Yun Liu, Martin J. Aryee, Leonid Padyukov, Daniele Daniele Fallin, Espen Hesselberg, Arni Runarsson, Lovisa Reinius, Nathalie Acevedo, Margaret Anne Taub, Marcus Ronninger, Klementy Shchetynsky, Annika Scheynius, Juha Kere, Lars Alfredsson, Lars Klareskog, Tomas J. Ekström, Andrew P Feinberg

Research output: Contribution to journalArticle

Abstract

Epigenetic mechanisms integrate genetic and environmental causes of disease, but comprehensive genome-wide analyses of epigenetic modifications have not yet demonstrated robust association with common diseases. Using Illumina HumanMethylation450 arrays on 354 anti-citrullinated protein antibody-associated rheumatoid arthritis cases and 337 controls, we identified two clusters within the major histocompatibility complex (MHC) region whose differential methylation potentially mediates genetic risk for rheumatoid arthritis.

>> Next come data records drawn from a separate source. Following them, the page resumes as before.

#[cfg(test)]
mod tests {
    use super::*;
    use pretty_assertions::assert_eq;

    fn close(a: f32, b: f32) -> bool {
        (a - b).abs() < 1e-4
    }

    fn engine() -> LayoutEngine {
        LayoutEngine::new(PageParams::default()).unwrap()
    }

    #[test]
    fn letter_sheet_grid() {
        let grid = engine().grid();
        assert_eq!(grid.cards_per_row, 4);
        assert_eq!(grid.cards_per_col, 5);
        assert_eq!(grid.cards_per_sheet(), 20);
    }

    #[test]
    fn grid_follows_parameters() {
        let params = PageParams {
            card_size: 2.5,
            margin: 0.25,
            ..PageParams::default()
        };
        let grid = LayoutEngine::new(params).unwrap().grid();
        assert_eq!(grid.cards_per_row, 3);
        assert_eq!(grid.cards_per_col, 3);
    }

    #[test]
    fn exact_fit_is_not_lost_to_rounding() {
        // (2.2 - 0.1) / (0.6 + 0.1) is exactly 3
        let params = PageParams {
            card_size: 0.6,
            margin: 0.1,
            sheet_width: 2.2,
            sheet_height: 2.2,
            ..PageParams::default()
        };
        assert_eq!(Grid::for_params(&params).cards_per_row, 3);
    }

    #[test]
    fn invalid_params_are_rejected() {
        let too_big = PageParams {
            card_size: 9.0,
            ..PageParams::default()
        };
        assert!(matches!(
            LayoutEngine::new(too_big),
            Err(LayoutError::ZeroCapacity { .. })
        ));
        let no_batch = PageParams {
            cards_per_batch: 0,
            ..PageParams::default()
        };
        assert_eq!(LayoutEngine::new(no_batch).unwrap_err(), LayoutError::EmptyBatch);
        let negative = PageParams {
            margin: -0.1,
            ..PageParams::default()
        };
        assert!(matches!(
            LayoutEngine::new(negative),
            Err(LayoutError::InvalidDimensions { .. })
        ));
    }

    #[test]
    fn microscopic_cards_are_rejected_not_overflowed() {
        let params = PageParams {
            card_size: 1e-20,
            margin: 0.0,
            ..PageParams::default()
        };
        assert!(matches!(
            LayoutEngine::new(params),
            Err(LayoutError::InvalidDimensions { .. })
        ));
        let grid = Grid {
            cards_per_row: usize::MAX,
            cards_per_col: 2,
        };
        assert_eq!(grid.cards_per_sheet(), usize::MAX);
    }

    #[test]
    fn empty_subset_has_no_sheets() {
        let plan = engine().plan(0);
        assert!(plan.sheets.is_empty());
        assert_eq!(plan.batch_count(), 0);
    }

    #[test]
    fn twenty_five_records_make_two_batches() {
        let plan = engine().plan(25);
        let sides: Vec<(usize, Side, usize)> = plan
            .sheets
            .iter()
            .map(|s| (s.batch, s.side, s.cells.len()))
            .collect();
        assert_eq!(
            sides,
            vec![
                (0, Side::Front, 20),
                (0, Side::Back, 20),
                (1, Side::Front, 5),
                (1, Side::Back, 5),
            ]
        );
        assert_eq!(plan.batch_count(), 2);
        assert_eq!(plan.cells().count(), 50);
    }

    #[test]
    fn front_is_row_major_and_left_aligned() {
        let plan = engine().plan(20);
        let front = &plan.sheets[0];
        let cell = front.cells[6];
        assert_eq!((cell.row, cell.column), (1, 2));
        assert!(close(cell.x, 0.3 + 2.0 * 1.9));
        assert!(close(cell.y, 0.3 + 1.0 * 1.9));
        assert_eq!(cell.sequence, 7);
    }

    #[test]
    fn full_back_row_is_mirrored() {
        let plan = engine().plan(20);
        let back = &plan.sheets[1];
        assert_eq!(back.side, Side::Back);
        let first = back.cells[0];
        assert_eq!((first.row, first.column, first.record), (0, 3, 0));
        assert!(close(first.x, 8.5 - 0.3 - 1.6));
        let last_in_row = back.cells[3];
        assert_eq!(last_in_row.column, 0);
        // right-aligned: the 7.3in row ends one margin short of the right edge
        assert!(close(last_in_row.x, 0.9));
    }

    #[test]
    fn short_row_on_back_is_right_aligned() {
        let plan = engine().plan(25);
        let front = &plan.sheets[2];
        let back = &plan.sheets[3];

        // batch two holds five cards: one full row of four, then one card
        let front_cols: Vec<(usize, usize)> =
            front.cells.iter().map(|c| (c.row, c.column)).collect();
        assert_eq!(front_cols, vec![(0, 0), (0, 1), (0, 2), (0, 3), (1, 0)]);
        assert!(close(front.cells[4].x, 0.3));

        let lone = back.cells[4];
        assert_eq!((lone.row, lone.column, lone.record), (1, 0, 24));
        assert!(close(lone.x, 8.5 - 1.6 - 0.3));
        assert!(close(lone.y, front.cells[4].y));
    }

    #[test]
    fn back_positions_mirror_front_about_vertical_axis() {
        let params = PageParams::default();
        let plan = engine().plan(7);
        let front = &plan.sheets[0];
        let back = &plan.sheets[1];
        for (f, b) in front.cells.iter().zip(&back.cells) {
            assert_eq!(f.record, b.record);
            assert_eq!(f.row, b.row);
            assert!(
                close(b.x, params.sheet_width - f.x - params.card_size),
                "record {}",
                f.record
            );
        }
    }

    #[test]
    fn pages_split_within_a_batch() {
        let params = PageParams {
            cards_per_batch: 45,
            ..PageParams::default()
        };
        let plan = LayoutEngine::new(params).unwrap().plan(45);
        let layout: Vec<(Side, usize, usize)> = plan
            .sheets
            .iter()
            .map(|s| (s.side, s.page, s.cells.len()))
            .collect();
        assert_eq!(
            layout,
            vec![
                (Side::Front, 0, 20),
                (Side::Front, 1, 20),
                (Side::Front, 2, 5),
                (Side::Back, 0, 20),
                (Side::Back, 1, 20),
                (Side::Back, 2, 5),
            ]
        );
        assert_eq!(plan.sheets[5].cells[0].record, 40);
        assert!(plan.sheets.iter().enumerate().all(|(i, s)| s.index == i));
    }

    #[test]
    fn bleed_rect_surrounds_card() {
        let params = PageParams::default();
        let cell = engine().plan(1).sheets[0].cells[0];
        let bleed = cell.bleed_rect(&params);
        assert!(close(bleed.x, 0.3 - 0.125));
        assert!(close(bleed.width, 1.6 + 0.25));
        assert_eq!(cell.card_rect(&params).width, 1.6);
    }

    #[test]
    fn plans_are_reproducible() {
        let a = engine().plan(33);
        let b = engine().plan(33);
        assert_eq!(a, b);
        let print = a.fingerprint().unwrap();
        assert_eq!(print, b.fingerprint().unwrap());
        assert_ne!(print, engine().plan(32).fingerprint().unwrap());
        assert_eq!(print.len(), 64);
    }
}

To reduce confounding factors that have hampered previous epigenome-wide studies, we corrected for cellular heterogeneity by estimating and adjusting for cell-type proportions in our blood-derived DNA samples and used mediation analysis to filter out associations likely to be a consequence of disease. Four CpGs also showed an association between genotype and variance of methylation. The associations for both clusters replicated at least one CpG (P <0.01), with the rest showing suggestive association, in monocyte cell fractions in an independent cohort of 12 cases and 12 controls. Thus, DNA methylation is a potential mediator of genetic risk.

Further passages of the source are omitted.